Горьков был явно ошарашен таким втыком, и, по-моему, у него слегка отвисла челюсть.

— Да ты что, всерьез? — еле слышно выдавил он.

— Если всерьез, — ответил я, избавляясь от маски древнего замдиректора по режиму, — если на полном серьезе, то мне вот-вот влепят за наши частые сборища. Наше счастье, что контактеров до сих пор считают слегка тронутыми — режим труда ведь не для нас писан, какие там 4 часа за домашним терминалом, если мы способны часов 14 дискутировать глаз в глаз! Но я думаю, в ближайшие дни нам и вправду стоит поработать по своим углам слишком скоро нас оттуда вытащат, Сева. Уже со следующего утра начнется всеобщая шумиха, и она надолго не оставит нам тихих часов, понимаешь? К тому же, не знаю, как у тебя, а в мою бедную голову все это пока не вмещается…

— И в мою тоже, — вздохнул Сева. — Мне показалось, что ты потому и сбежал с нашего сборища. Мы добили тебя своими историческими экскурсами…

— Ничуть. Это было очень интересно, но у меня, Сева, есть проблемы контакта с совсем иной цивилизацией. Эта цивилизация сидит сейчас дома, начисто лишенная родителей. Мама гостит на «Урбсе-6» у сестры, а папа уже несколько недель проходит сквозь своих инопланетян, как перпендикулярный луч сквозь стекло… Такие дела, Сева, такие дела…

Семейная идиллия — XXI

Могу поклясться, что к моменту моего появления в доме стояла идеальная тишина, обычно неведомая в микроколлективе Алены и Андрея.

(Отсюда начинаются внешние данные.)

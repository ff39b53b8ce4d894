use std::fmt;

/// Normalized language tag, e.g. `en` or `it-IT`
#[derive(Debug, Clone, PartialEq, Eq, Hash)]
pub struct Locale(String);

impl Locale {
    /// Parse a language tag. Returns `None` for empty tags and wildcards.
    pub fn parse(tag: &str) -> Option<Self> {
        let tag = tag.trim();
        if tag.is_empty() || tag == "*" {
            return None;
        }
        if !tag
            .chars()
            .all(|c| c.is_ascii_alphanumeric() || c == '-' || c == '_')
        {
            return None;
        }

        let mut parts = tag.split(|c: char| c == '-' || c == '_');
        let language = parts.next().unwrap_or_default().to_ascii_lowercase();
        if language.is_empty() {
            return None;
        }

        let mut normalized = language;
        for part in parts.filter(|p| !p.is_empty()) {
            normalized.push('-');
            if part.len() == 2 {
                normalized.push_str(&part.to_ascii_uppercase());
            } else {
                normalized.push_str(part);
            }
        }

        Some(Self(normalized))
    }

    /// Pick the preferred locale from an `Accept-Language` header value
    pub fn from_accept_language(header: &str) -> Option<Self> {
        let mut best: Option<(f32, Locale)> = None;

        for entry in header.split(',') {
            let mut pieces = entry.split(';');
            let Some(locale) = pieces.next().and_then(Self::parse) else {
                continue;
            };

            let quality = match pieces.find_map(|p| p.trim().strip_prefix("q=")) {
                Some(q) => match q.trim().parse::<f32>() {
                    Ok(q) if q.is_finite() && (0.0..=1.0).contains(&q) => q,
                    _ => continue,
                },
                None => 1.0,
            };

            if quality == 0.0 {
                continue;
            }
            // First entry wins on equal quality
            if best.as_ref().map_or(true, |(q, _)| quality > *q) {
                best = Some((quality, locale));
            }
        }

        best.map(|(_, locale)| locale)
    }

    pub fn as_str(&self) -> &str {
        &self.0
    }

    /// Primary language subtag
    pub fn language(&self) -> &str {
        self.0.split('-').next().unwrap_or(&self.0)
    }

    /// Tags to try in lookup order, most specific first
    pub fn fallbacks(&self) -> Vec<&str> {
        let mut tags = vec![self.as_str()];
        if self.language() != self.as_str() {
            tags.push(self.language());
        }
        tags
    }
}

impl Default for Locale {
    fn default() -> Self {
        Self("en".to_string())
    }
}

impl fmt::Display for Locale {
    fn fmt(&self, f: &mut fmt::Formatter<'_>) -> fmt::Result {
        f.write_str(&self.0)
    }
}
use axum::{
    middleware,
    routing::{get, post},
    Router,
};
use std::sync::Arc;
use tower_http::{
    cors::{Any, CorsLayer},
    trace::TraceLayer,
};
use utoipa::OpenApi;
use utoipa_swagger_ui::SwaggerUi;

use super::handlers::{create_user, fail, get_user, health, panic_handler, AppState};
use super::layer::with_error_handling;
use super::middleware::logging_middleware;
use super::openapi::ApiDoc;
use crate::errors::ExceptionMapper;
use crate::metrics;

pub fn create_router(state: AppState, mapper: Arc<ExceptionMapper>) -> Router {
    // Configure CORS
    let cors = CorsLayer::new()
        .allow_origin(Any)
        .allow_methods(Any)
        .allow_headers(Any);

    let routes = Router::new()
        .route("/health", get(health))
        .route("/users", post(create_user))
        .route("/users/:id", get(get_user))
        .route("/fail", get(fail))
        .route("/panic", get(panic_handler))
        .route("/metrics", get(metrics::metrics_handler));

    // Logging and metrics must wrap the error layer to see the mapped response
    with_error_handling(routes, mapper)
        .merge(SwaggerUi::new("/api-docs").url("/api-docs/openapi.json", ApiDoc::openapi()))
        .layer(middleware::from_fn(logging_middleware))
        .layer(middleware::from_fn(metrics::middleware::track_metrics))
        .layer(cors)
        .layer(TraceLayer::new_for_http())
        .with_state(state)
}
use std::sync::Arc;
use tracing::{error, warn};

use super::codes::ErrorCode;
use super::failure::ApiError;
use super::response::ErrorResponse;
use crate::i18n::{BundleMessageSource, Locale, MessageSource};
use crate::metrics::ERRORS_MAPPED_TOTAL;

/// Translates a raised [`ApiError`] into exactly one [`ErrorResponse`].
///
/// Configuration is fixed at construction and only read afterwards, so one
/// mapper can be shared behind an `Arc` by every request.
#[derive(Clone)]
pub struct ExceptionMapper {
    print_stack_trace: bool,
    message_source: Arc<dyn MessageSource>,
    default_locale: Locale,
}

impl ExceptionMapper {
    pub fn new(print_stack_trace: bool, message_source: Arc<dyn MessageSource>) -> Self {
        Self {
            print_stack_trace,
            message_source,
            default_locale: Locale::default(),
        }
    }

    /// Locale used when the request does not name one
    pub fn with_default_locale(mut self, locale: Locale) -> Self {
        self.default_locale = locale;
        self
    }

    pub fn print_stack_trace(&self) -> bool {
        self.print_stack_trace
    }

    pub fn default_locale(&self) -> &Locale {
        &self.default_locale
    }

    /// Map a failure using the default locale
    pub fn map_default(&self, failure: &ApiError) -> ErrorResponse {
        self.map(failure, &self.default_locale)
    }

    pub fn map(&self, failure: &ApiError, locale: &Locale) -> ErrorResponse {
        let status = failure.status();
        let trace = failure.stack_trace();

        error!(
            kind = failure.kind(),
            status = status.as_u16(),
            error_code = failure.error_code().code(),
            details = %trace,
            "{}",
            log_message(failure)
        );

        let mut response = match failure {
            ApiError::ConstraintViolation(violations) => {
                let mut response = ErrorResponse::new(
                    status,
                    self.localized(ErrorCode::ConstraintValidationError, locale),
                );
                for violation in violations.violations() {
                    response.add_validation_error(&violation.property_path, &violation.message);
                }
                response
            }
            ApiError::InvalidBody(bind) => {
                let mut response = ErrorResponse::new(
                    status,
                    self.localized(ErrorCode::ConstraintValidationError, locale),
                );
                for field_error in bind.field_errors() {
                    response.add_validation_error(&field_error.field, &field_error.default_message);
                }
                response
            }
            ApiError::BodyRejected(rejection) => {
                ErrorResponse::new(status, rejection.body_text())
            }
            ApiError::Panic(None) => {
                ErrorResponse::new(status, self.localized(ErrorCode::GenericError, locale))
            }
            ApiError::Panic(Some(message)) => ErrorResponse::new(status, message.as_str()),
            ApiError::Common(_) | ApiError::Internal(_) | ApiError::Framework { .. } => {
                let message = failure.to_string();
                if message.is_empty() {
                    ErrorResponse::new(status, self.localized(ErrorCode::GenericError, locale))
                } else {
                    ErrorResponse::new(status, message)
                }
            }
        };

        if self.print_stack_trace {
            response.set_stack_trace(trace);
        }

        ERRORS_MAPPED_TOTAL
            .with_label_values(&[failure.kind(), &status.as_u16().to_string()])
            .inc();

        response
    }

    /// Look up the message for `code`, falling back to the built-in default
    fn localized(&self, code: ErrorCode, locale: &Locale) -> String {
        match self.message_source.lookup(&code.message_key(), locale) {
            Ok(message) => message,
            Err(e) => {
                warn!(
                    code = code.code(),
                    locale = %locale,
                    "Message lookup failed, using default: {}",
                    e
                );
                code.default_message().to_string()
            }
        }
    }
}

impl Default for ExceptionMapper {
    fn default() -> Self {
        Self::new(false, Arc::new(BundleMessageSource::builtin()))
    }
}

fn log_message(failure: &ApiError) -> &'static str {
    match failure {
        ApiError::ConstraintViolation(_) => "Constraint violation error occurred",
        ApiError::InvalidBody(_) => "Request body validation error occurred",
        ApiError::BodyRejected(_) => "Request body rejected",
        ApiError::Framework { .. } => "Request rejected before reaching the handler",
        _ => "Unknown error occurred",
    }
}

Не было обычного, искрящегося визгами бедлама, и это указывало либо на крупную шкоду, недавно отягчившую их гибкие и довольно растяжимые редименты, именуемые совестью, либо на предельное переполнение заброшенностью — это скорее всего.

Как бы то ни было, дом окутал меня легким морским бризом, приятной пляжной температурой и, пожалуй, почти неуловимым духом запустения. Андрей вовсю сражался с Домовым в шахматы, а другим своим экраном Домовой демонстрировал Алене весьма забавные беззвучные сцены из жизни гномов или что-то в этом роде.

Сегодня у нашего домашнего координатора, можно сказать, настоящий отдых — целый день я не трогал его, не гонял по всевозможным информационным банкам, не заставлял сцепляться с Интей в очередной схватке Моськи со Слоном. Сегодня Домовой занимался тем, что доставляет какое-то странное удовольствие потомкам древних и неуклюжих ламповых компьютеров середины прошлого века, — он развлекал моих детей. Понимаю, что тут играют роль иные категории, но, по-моему, в подходящей ситуации он бы их просто усыновил…

Тишина мгновенно взорвалась — ребятки бросились ко мне. Не ждали! Не ждали, что я так в общем-то рано отделаюсь от работы — в Центре или в своем домашнем кабинете, — отделаюсь и сразу сообщу им о своей полной свободе.

— Это здорово! — обрадовался Андрей. — Ты расскажешь мне насчет предельной светимости, а то я не слишком хорошо понял сегодняшнюю лекцию Домового.



— А мама недавно выходила на связь, — сообщила Аленка. — Она послезавтра собирается вылететь на Землю.

— Мама скоро будет, — подтвердил Андрей, — у нее все в порядке. Но сначала расскажи о светимости, а то уйдешь в кабинет, и я тебя не скоро увижу…

— Не уйду в кабинет, — твердо сказал я. — Сейчас мы будем ужинать. А пока Аленка наберет заказ, поговорим о светимости. Что тебе известно?

Алена убежала на кухню, чтобы поколдовать с меню — пронеси нас нелегкая зайти туда, пока все не будет сервировано и подано, словно это плоды ее личной кулинарной деятельности…

— Ну, что известно… — неуверенно начал Андрей. — Известно, что есть некий предел светимости: пятая степень скорости света, деленная на удвоенную гравитационную постоянную. Известно, что ни одно реальное тело не может передавать информацию с большей мощностью… Ну, там разные наглядные картинки… Например, если нарушить этот предел, тело выгорит быстрее, чем от него уйдет поток излучения, и-тэ-пэ… Но как оно получается, честное слово, не улавливаю. А теперь у нас пойдет тема про другие планковские параметры, и я совсем закопаюсь…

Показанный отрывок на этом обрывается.